____ Supplied entries

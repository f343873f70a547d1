//! Artifact directory to report

use crate::support::gzip::write_artifact;
use bulk_export_report::transform::{build_report, ReportBuilder, ReportOutcome};
use tempfile::TempDir;

#[tokio::test]
async fn test_report_content_is_exact() {
    let dir = TempDir::new().unwrap();
    let files = dir.path().join("files");
    let report = dir.path().join("export.csv");

    write_artifact(
        &files,
        "2025-04-02",
        "{\"sid\":\"SM3\",\"to\":\"+15550000003\",\"price\":\"0.25\",\"body\":\"late\"}\n",
    );
    write_artifact(
        &files,
        "2025-04-01",
        concat!(
            "{\"sid\":\"SM1\",\"to\":\"+15551234567\",\"price\":\"1.50\",\"body\":\"a;b\"}\n",
            "\n",
            "not json\n",
            "{\"sid\":\"SM2\",\"to\":\"+15557654321\",\"price\":\"-0.0079\",\"body\":\"say \\\"hi\\\"\"}\n",
        ),
    );

    let outcome = build_report(&files, &report).await.unwrap();
    let stats = outcome.stats().clone();
    assert_eq!(outcome.report_path(), Some(report.as_path()));
    assert_eq!(stats.files_parsed, 2);
    assert_eq!(stats.records, 3);
    assert_eq!(stats.skipped_lines, 1);
    assert_eq!(stats.columns, 4);

    let text = std::fs::read_to_string(&report).unwrap();
    assert_eq!(
        text,
        concat!(
            "sid;to;price;body\n",
            "SM1;=\"+15551234567\";1,50;\"a;b\"\n",
            "SM2;=\"+15557654321\";-0,0079;\"say \"\"hi\"\"\"\n",
            "SM3;=\"+15550000003\";0,25;late",
        )
    );
}

#[tokio::test]
async fn test_every_line_becomes_a_record() {
    let dir = TempDir::new().unwrap();
    let files = dir.path().join("files");
    let body: String = (0..250)
        .map(|i| format!("{{\"sid\":\"SM{i}\",\"num_segments\":{}}}\n", i % 3))
        .collect();
    write_artifact(&files, "2025-04-01", &body);

    let outcome = build_report(&files, &dir.path().join("export.csv"))
        .await
        .unwrap();
    assert_eq!(outcome.stats().records, 250);

    let text = std::fs::read_to_string(dir.path().join("export.csv")).unwrap();
    assert_eq!(text.lines().count(), 251);
    assert!(!text.ends_with('\n'));
}

#[tokio::test]
async fn test_unreadable_and_foreign_files_are_skipped() {
    let dir = TempDir::new().unwrap();
    let files = dir.path().join("files");
    write_artifact(&files, "2025-04-01", "{\"sid\":\"SM1\"}\n");
    std::fs::write(files.join("export_2025-04-02.json.gz"), b"definitely not gzip").unwrap();
    std::fs::write(files.join("notes.txt"), b"hello").unwrap();
    std::fs::write(files.join("export_2025-04-03.json.gz.part"), b"partial").unwrap();

    let outcome = build_report(&files, &dir.path().join("export.csv"))
        .await
        .unwrap();
    let stats = outcome.stats();
    assert_eq!(stats.files_parsed, 1);
    assert_eq!(stats.files_failed, 1);
    assert_eq!(stats.files_ignored, 2);
    assert_eq!(stats.records, 1);
}

#[tokio::test]
async fn test_no_records_writes_nothing() {
    let dir = TempDir::new().unwrap();
    let files = dir.path().join("files");
    write_artifact(&files, "2025-04-01", "");
    let report = dir.path().join("export.csv");

    let outcome = build_report(&files, &report).await.unwrap();
    assert!(matches!(outcome, ReportOutcome::NoData(_)));
    assert!(!report.exists());
}

#[tokio::test]
async fn test_parse_error_cap_truncates_file() {
    let dir = TempDir::new().unwrap();
    let files = dir.path().join("files");
    write_artifact(
        &files,
        "2025-04-01",
        "{\"sid\":\"SM1\"}\nbad\nbad\nbad\n{\"sid\":\"SM2\"}\n",
    );

    let outcome = ReportBuilder::new()
        .with_max_parse_errors(2)
        .build(&files, &dir.path().join("export.csv"))
        .await
        .unwrap();
    assert_eq!(outcome.stats().records, 1);
    assert_eq!(outcome.stats().skipped_lines, 2);
}

#[tokio::test]
async fn test_missing_directory_is_an_error() {
    let dir = TempDir::new().unwrap();
    let result = build_report(&dir.path().join("absent"), &dir.path().join("export.csv")).await;
    assert!(result.is_err());
}

#[tokio::test]
async fn test_day_filter_leaves_out_other_artifacts() {
    let dir = TempDir::new().unwrap();
    let files = dir.path().join("files");
    write_artifact(&files, "2025-03-01", "{\"sid\":\"OLD\"}\n");
    write_artifact(&files, "2025-04-01", "{\"sid\":\"SM1\"}\n");
    let report = dir.path().join("export.csv");

    let outcome = ReportBuilder::new()
        .with_days(["2025-04-01"])
        .build(&files, &report)
        .await
        .unwrap();

    assert_eq!(outcome.stats().records, 1);
    assert_eq!(outcome.stats().files_outside_days, 1);
    assert_eq!(std::fs::read_to_string(&report).unwrap(), "sid\nSM1");
}
pub mod model;
pub mod routes;

pub use routes::routes;
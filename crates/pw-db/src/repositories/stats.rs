use crate::{models::PostStats, store::Store};

use super::find_first;

pub fn find_by_post_id<'s>(store: &'s Store, post_id: &str) -> Option<&'s PostStats> {
    find_first(store.stats(), |s| s.post_id == post_id)
}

________

Copy the data word for word.

**Response to the exercise**
repository f343873f70a547d1
//! Artifact directory to report

use crate::support::gzip::write_artifact;
use bulk_export_report::transform::{build_report, ReportBuilder, ReportOutcome};
use tempfile::TempDir;

#[tokio::test]
async fn test_report_content_is_exact() {
    let dir = TempDir::new().unwrap();
    let files = dir.path().join("files");
    let report = dir.path().join("export.csv");

    write_artifact(
        &files,
        "2025-04-02",
        "{\"sid\":\"SM3\",\"to\":\"+15550000003\",\"price\":\"0.25\",\"body\":\"late\"}\n",
    );
    write_artifact(
        &files,
        "2025-04-01",
        concat!(
            "{\"sid\":\"SM1\",\"to\":\"+15551234567\",\"price\":\"1.50\",\"body\":\"a;b\"}\n",
            "\n",
            "not json\n",
            "{\"sid\":\"SM2\",\"to\":\"+15557654321\",\"price\":\"-0.0079\",\"body\":\"say \\\"hi\\\"\"}\n",
        ),
    );

    let outcome = build_report(&files, &report).await.unwrap();
    let stats = outcome.stats().clone();
    assert_eq!(outcome.report_path(), Some(report.as_path()));
    assert_eq!(stats.files_parsed, 2);
    assert_eq!(stats.records, 3);
    assert_eq!(stats.skipped_lines, 1);
    assert_eq!(stats.columns, 4);

    let text = std::fs::read_to_string(&report).unwrap();
    assert_eq!(
        text,
        concat!(
            "sid;to;price;body\n",
            "SM1;=\"+15551234567\";1,50;\"a;b\"\n",
            "SM2;=\"+15557654321\";-0,0079;\"say \"\"hi\"\"\"\n",
            "SM3;=\"+15550000003\";0,25;late",
        )
    );
}

#[tokio::test]
async fn test_every_line_becomes_a_record() {
    let dir = TempDir::new().unwrap();
    let files = dir.path().join("files");
    let body: String = (0..250)
        .map(|i| format!("{{\"sid\":\"SM{i}\",\"num_segments\":{}}}\n", i % 3))
        .collect();
    write_artifact(&files, "2025-04-01", &body);

    let outcome = build_report(&files, &dir.path().join("export.csv"))
        .await
        .unwrap();
    assert_eq!(outcome.stats().records, 250);

    let text = std::fs::read_to_string(dir.path().join("export.csv")).unwrap();
    assert_eq!(text.lines().count(), 251);
    assert!(!text.ends_with('\n'));
}

#[tokio::test]
async fn test_unreadable_and_foreign_files_are_skipped() {
    let dir = TempDir::new().unwrap();
    let files = dir.path().join("files");
    write_artifact(&files, "2025-04-01", "{\"sid\":\"SM1\"}\n");
    std::fs::write(files.join("export_2025-04-02.json.gz"), b"definitely not gzip").unwrap();
    std::fs::write(files.join("notes.txt"), b"hello").unwrap();
    std::fs::write(files.join("export_2025-04-03.json.gz.part"), b"partial").unwrap();

    let outcome = build_report(&files, &dir.path().join("export.csv"))
        .await
        .unwrap();
    let stats = outcome.stats();
    assert_eq!(stats.files_parsed, 1);
    assert_eq!(stats.files_failed, 1);
    assert_eq!(stats.files_ignored, 2);
    assert_eq!(stats.records, 1);
}

#[tokio::test]
async fn test_no_records_writes_nothing() {
    let dir = TempDir::new().unwrap();
    let files = dir.path().join("files");
    write_artifact(&files, "2025-04-01", "");
    let report = dir.path().join("export.csv");

    let outcome = build_report(&files, &report).await.unwrap();
    assert!(matches!(outcome, ReportOutcome::NoData(_)));
    assert!(!report.exists());
}

#[tokio::test]
async fn test_parse_error_cap_truncates_file() {
    let dir = TempDir::new().unwrap();
    let files = dir.path().join("files");
    write_artifact(
        &files,
        "2025-04-01",
        "{\"sid\":\"SM1\"}\nbad\nbad\nbad\n{\"sid\":\"SM2\"}\n",
    );

    let outcome = ReportBuilder::new()
        .with_max_parse_errors(2)
        .build(&files, &dir.path().join("export.csv"))
        .await
        .unwrap();
    assert_eq!(outcome.stats().records, 1);
    assert_eq!(outcome.stats().skipped_lines, 2);
}

#[tokio::test]
async fn test_missing_directory_is_an_error() {
    let dir = TempDir::new().unwrap();
    let result = build_report(&dir.path().join("absent"), &dir.path().join("export.csv")).await;
    assert!(result.is_err());
}

#[tokio::test]
async fn test_day_filter_leaves_out_other_artifacts() {
    let dir = TempDir::new().unwrap();
    let files = dir.path().join("files");
    write_artifact(&files, "2025-03-01", "{\"sid\":\"OLD\"}\n");
    write_artifact(&files, "2025-04-01", "{\"sid\":\"SM1\"}\n");
    let report = dir.path().join("export.csv");

    let outcome = ReportBuilder::new()
        .with_days(["2025-04-01"])
        .build(&files, &report)
        .await
        .unwrap();

    assert_eq!(outcome.stats().records, 1);
    assert_eq!(outcome.stats().files_outside_days, 1);
    assert_eq!(std::fs::read_to_string(&report).unwrap(), "sid\nSM1");
}
pub mod model;
pub mod routes;

pub use routes::routes;
filename crates/pw-db/src/repositories/stats.rs
use crate::{models::PostStats, store::Store};

use super::find_first;

pub fn find_by_post_id<'s>(store: &'s Store, post_id: &str) -> Option<&'s PostStats> {
    find_first(store.stats(), |s| s.post_id == post_id)
}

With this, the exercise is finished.